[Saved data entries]

[Start of Attachment]

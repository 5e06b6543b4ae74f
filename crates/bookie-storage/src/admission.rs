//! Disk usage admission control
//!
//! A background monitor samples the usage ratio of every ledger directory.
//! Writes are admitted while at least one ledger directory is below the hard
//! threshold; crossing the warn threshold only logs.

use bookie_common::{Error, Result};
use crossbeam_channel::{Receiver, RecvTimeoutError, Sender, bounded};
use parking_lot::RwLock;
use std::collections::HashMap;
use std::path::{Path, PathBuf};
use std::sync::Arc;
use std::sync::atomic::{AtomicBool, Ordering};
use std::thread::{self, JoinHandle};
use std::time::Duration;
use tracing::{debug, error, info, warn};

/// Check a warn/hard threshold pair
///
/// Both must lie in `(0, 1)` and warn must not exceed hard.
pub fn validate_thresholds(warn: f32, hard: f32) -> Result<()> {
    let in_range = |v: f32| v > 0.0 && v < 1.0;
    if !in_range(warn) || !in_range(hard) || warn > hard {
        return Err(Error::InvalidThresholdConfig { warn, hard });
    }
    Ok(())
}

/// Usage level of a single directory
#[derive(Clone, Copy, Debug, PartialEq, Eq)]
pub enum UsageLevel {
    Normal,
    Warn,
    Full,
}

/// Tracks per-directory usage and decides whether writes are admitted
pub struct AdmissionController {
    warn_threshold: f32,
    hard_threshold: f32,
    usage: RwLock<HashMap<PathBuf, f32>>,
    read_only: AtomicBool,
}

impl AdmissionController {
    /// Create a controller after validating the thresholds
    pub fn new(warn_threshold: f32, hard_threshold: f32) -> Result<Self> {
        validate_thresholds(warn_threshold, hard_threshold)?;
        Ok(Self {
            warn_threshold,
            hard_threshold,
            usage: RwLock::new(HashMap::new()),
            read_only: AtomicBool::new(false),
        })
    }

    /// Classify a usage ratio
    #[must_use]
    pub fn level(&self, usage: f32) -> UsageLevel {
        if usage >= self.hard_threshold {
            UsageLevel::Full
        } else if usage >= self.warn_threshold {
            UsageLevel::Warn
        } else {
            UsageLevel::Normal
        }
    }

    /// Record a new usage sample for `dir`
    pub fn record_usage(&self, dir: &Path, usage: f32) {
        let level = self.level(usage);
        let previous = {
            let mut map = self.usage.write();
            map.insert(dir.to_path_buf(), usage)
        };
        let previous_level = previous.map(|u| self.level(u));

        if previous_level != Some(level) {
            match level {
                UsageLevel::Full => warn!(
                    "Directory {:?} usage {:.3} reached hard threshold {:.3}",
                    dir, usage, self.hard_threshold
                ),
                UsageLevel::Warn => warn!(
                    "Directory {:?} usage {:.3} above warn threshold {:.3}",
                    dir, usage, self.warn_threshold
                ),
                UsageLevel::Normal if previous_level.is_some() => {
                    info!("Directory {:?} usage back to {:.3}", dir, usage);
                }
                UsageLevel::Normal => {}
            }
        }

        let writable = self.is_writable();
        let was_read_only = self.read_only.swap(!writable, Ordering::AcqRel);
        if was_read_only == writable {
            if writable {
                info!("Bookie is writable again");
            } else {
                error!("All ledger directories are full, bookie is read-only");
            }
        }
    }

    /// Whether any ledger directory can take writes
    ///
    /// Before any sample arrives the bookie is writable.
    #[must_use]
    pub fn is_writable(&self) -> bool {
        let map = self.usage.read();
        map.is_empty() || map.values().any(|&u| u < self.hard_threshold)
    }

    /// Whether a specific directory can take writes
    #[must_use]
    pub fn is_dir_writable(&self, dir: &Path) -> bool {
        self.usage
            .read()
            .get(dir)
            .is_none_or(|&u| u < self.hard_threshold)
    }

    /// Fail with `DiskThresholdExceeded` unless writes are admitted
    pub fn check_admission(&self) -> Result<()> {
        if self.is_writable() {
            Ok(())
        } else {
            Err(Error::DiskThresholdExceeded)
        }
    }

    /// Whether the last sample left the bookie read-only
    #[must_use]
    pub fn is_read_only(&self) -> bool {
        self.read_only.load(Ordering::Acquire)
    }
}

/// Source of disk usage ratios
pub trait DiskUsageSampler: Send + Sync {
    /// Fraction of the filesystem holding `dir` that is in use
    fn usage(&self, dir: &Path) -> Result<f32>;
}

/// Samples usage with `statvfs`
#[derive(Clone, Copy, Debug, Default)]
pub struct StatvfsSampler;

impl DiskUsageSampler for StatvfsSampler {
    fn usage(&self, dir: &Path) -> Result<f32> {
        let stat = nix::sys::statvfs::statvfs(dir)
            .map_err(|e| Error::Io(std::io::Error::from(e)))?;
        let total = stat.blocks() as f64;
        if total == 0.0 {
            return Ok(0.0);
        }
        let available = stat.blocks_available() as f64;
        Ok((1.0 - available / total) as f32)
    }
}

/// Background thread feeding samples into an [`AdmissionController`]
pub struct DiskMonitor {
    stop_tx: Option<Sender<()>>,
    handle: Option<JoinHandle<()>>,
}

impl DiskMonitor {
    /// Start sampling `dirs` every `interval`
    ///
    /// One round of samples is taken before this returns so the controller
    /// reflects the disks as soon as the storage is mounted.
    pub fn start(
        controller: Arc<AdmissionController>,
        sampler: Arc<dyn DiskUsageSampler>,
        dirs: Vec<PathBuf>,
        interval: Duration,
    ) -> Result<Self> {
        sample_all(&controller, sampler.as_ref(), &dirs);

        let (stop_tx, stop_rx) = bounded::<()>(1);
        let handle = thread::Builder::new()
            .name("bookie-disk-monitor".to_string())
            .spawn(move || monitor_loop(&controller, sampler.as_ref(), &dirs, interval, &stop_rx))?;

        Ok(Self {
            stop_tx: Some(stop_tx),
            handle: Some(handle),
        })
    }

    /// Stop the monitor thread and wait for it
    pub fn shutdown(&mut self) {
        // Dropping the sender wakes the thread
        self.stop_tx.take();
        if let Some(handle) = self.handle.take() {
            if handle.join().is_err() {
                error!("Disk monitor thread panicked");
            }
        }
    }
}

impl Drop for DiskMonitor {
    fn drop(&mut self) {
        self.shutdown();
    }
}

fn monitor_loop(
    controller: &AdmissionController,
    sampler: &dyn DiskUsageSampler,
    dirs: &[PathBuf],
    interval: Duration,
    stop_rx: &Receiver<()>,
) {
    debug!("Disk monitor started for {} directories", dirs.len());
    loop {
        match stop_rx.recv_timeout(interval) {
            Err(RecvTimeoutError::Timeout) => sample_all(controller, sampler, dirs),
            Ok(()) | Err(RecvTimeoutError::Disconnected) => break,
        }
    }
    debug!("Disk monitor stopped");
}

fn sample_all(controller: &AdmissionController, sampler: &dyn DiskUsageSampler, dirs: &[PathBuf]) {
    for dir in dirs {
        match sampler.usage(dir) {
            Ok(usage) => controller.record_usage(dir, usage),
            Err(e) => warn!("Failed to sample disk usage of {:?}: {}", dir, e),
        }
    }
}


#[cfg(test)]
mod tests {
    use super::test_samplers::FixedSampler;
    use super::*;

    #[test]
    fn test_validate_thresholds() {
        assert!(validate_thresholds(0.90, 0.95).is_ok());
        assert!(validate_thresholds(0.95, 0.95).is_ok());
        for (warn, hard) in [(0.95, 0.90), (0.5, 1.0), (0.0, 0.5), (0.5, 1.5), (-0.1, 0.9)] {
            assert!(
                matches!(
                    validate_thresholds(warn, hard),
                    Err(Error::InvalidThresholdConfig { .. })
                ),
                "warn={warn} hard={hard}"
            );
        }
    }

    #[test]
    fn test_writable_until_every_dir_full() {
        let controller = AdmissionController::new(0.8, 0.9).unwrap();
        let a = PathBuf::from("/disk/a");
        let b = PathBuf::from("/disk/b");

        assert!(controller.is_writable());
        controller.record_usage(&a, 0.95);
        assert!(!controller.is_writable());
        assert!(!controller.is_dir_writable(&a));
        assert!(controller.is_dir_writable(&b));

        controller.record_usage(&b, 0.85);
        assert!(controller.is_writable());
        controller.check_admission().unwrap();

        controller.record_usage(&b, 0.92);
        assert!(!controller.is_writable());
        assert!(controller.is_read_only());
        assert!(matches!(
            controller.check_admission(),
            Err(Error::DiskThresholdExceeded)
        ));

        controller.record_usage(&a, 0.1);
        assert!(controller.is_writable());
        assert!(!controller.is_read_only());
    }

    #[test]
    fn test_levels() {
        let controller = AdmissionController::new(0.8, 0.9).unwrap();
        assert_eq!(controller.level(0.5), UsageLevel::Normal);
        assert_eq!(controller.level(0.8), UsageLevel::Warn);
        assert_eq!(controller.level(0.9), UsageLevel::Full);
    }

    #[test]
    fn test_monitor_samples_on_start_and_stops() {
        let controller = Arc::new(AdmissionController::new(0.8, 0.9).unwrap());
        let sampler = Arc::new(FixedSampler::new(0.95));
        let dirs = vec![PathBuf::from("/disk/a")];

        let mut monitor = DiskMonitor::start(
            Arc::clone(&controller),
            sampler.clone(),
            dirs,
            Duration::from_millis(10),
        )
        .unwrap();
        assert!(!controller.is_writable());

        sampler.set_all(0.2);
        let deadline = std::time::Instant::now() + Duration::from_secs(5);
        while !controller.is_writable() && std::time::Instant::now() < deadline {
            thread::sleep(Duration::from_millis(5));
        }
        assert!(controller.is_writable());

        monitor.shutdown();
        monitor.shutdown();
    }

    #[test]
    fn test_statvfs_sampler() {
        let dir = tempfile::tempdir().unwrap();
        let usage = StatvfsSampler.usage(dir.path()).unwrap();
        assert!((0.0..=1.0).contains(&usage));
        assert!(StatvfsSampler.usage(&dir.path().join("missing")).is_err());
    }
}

[End of Attachment]

> Work instructions
Report every line in the data that holds "Ordering", copying each one.

> Expected answer
use std::sync::atomic::{AtomicBool, Ordering};
        let was_read_only = self.read_only.swap(!writable, Ordering::AcqRel);
        self.read_only.load(Ordering::Acquire)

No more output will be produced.